Thursday, July 15, 2021

Morocco Post Medieval Scholars of the Maghreb

MOROCCO POST (Royaume du Maroc) in  1963 issued a series of three stamps honouring Medieval Scholars of the Maghreb or Berber world in northwest Africa. The subjects of three twenty centime stamps were geographer Al-Idrissi, explorer Ibn Battuta and historian and sociologist Ibn Khaldoun. Shown here are mint and unmounted block issues of each scholar.

Ibn Battuta (1304-1368/1369) was a Muslim Moroccan scholar and explorer who travelled extensively in Afro-Eurasia, largely in the lands of Dar al-Islam, travelling more than any other explorer in pre-modern history, totalling around 117,000 km (72,000 miles), surpassing Zheng He with about 50,000 km (30,000 miles) and Marco Polo with 24,000 km (15,000 miles). Over a period of thirty years, Ibn Battuta visited most of southern Eurasia, including Central Asia, Southeast Asia, South Asia, China and the Iberian Peninsula. Near the end of his life, he dictated an account of his journeys, titled A Gift to Those Who Contemplate the Wonders of Cities and the Marvels of Travelling, but commonly known as The Rihla.

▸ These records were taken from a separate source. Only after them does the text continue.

use shared::models::SessionUser;
use yewdux::Store;

/// Global application state: the signed-in user, if any.
#[derive(Default, Clone, PartialEq, Store)]
pub struct AppState {
    pub user: Option<SessionUser>,
}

Ibn Khaldun or Abū Zayd ‘Abd ar-Raḥmān ibn Muḥammad ibn Khaldūn al-Ḥaḍramī (1332-1406) was an Arab sociologist, philosopher and historian who has been described as the precursive founder of the proto-disciplines that would become historiography, sociology, economics, and demography. Niccolò Machiavelli of the Renaissance, Georg Wilhelm Friedrich Hegel and 19th-century European scholars widely acknowledged the significance of his works and considered Ibn Khaldun to be one of the greatest philosophers of the Middle Ages.

His best-known book, the Muqaddimah or Prolegomena ("Introduction"), which he wrote in six months as he states in his autobiography, influenced 17th-century Ottoman historians like Kâtip Çelebi, Ahmed Cevdet Pasha and Mustafa Naima, who used its theories to analyze the growth and decline of the Ottoman Empire. Ibn Khaldun interacted with Tamerlane, the founder of the Timurid Empire.

Al-Idrisi or Abu Abdullah Muhammad al-Idrisi al-Qurtubi al-Hasani as-Sabti  (1100 – 1165), was an Arab Muslim geographer, cartographer and Egyptologist who for some time lived in Palermo, Sicily at the court of King Roger II. Muhammed al-Idrisi was born in Ceuta then belonging to the Almoravids. He created the Tabula Rogeriana, one of the most advanced medieval world maps.

The Tabula Rogeriana, drawn by al-Idrisi for Roger II of Sicily in 1154, was at the time one of the most advanced medieval world maps.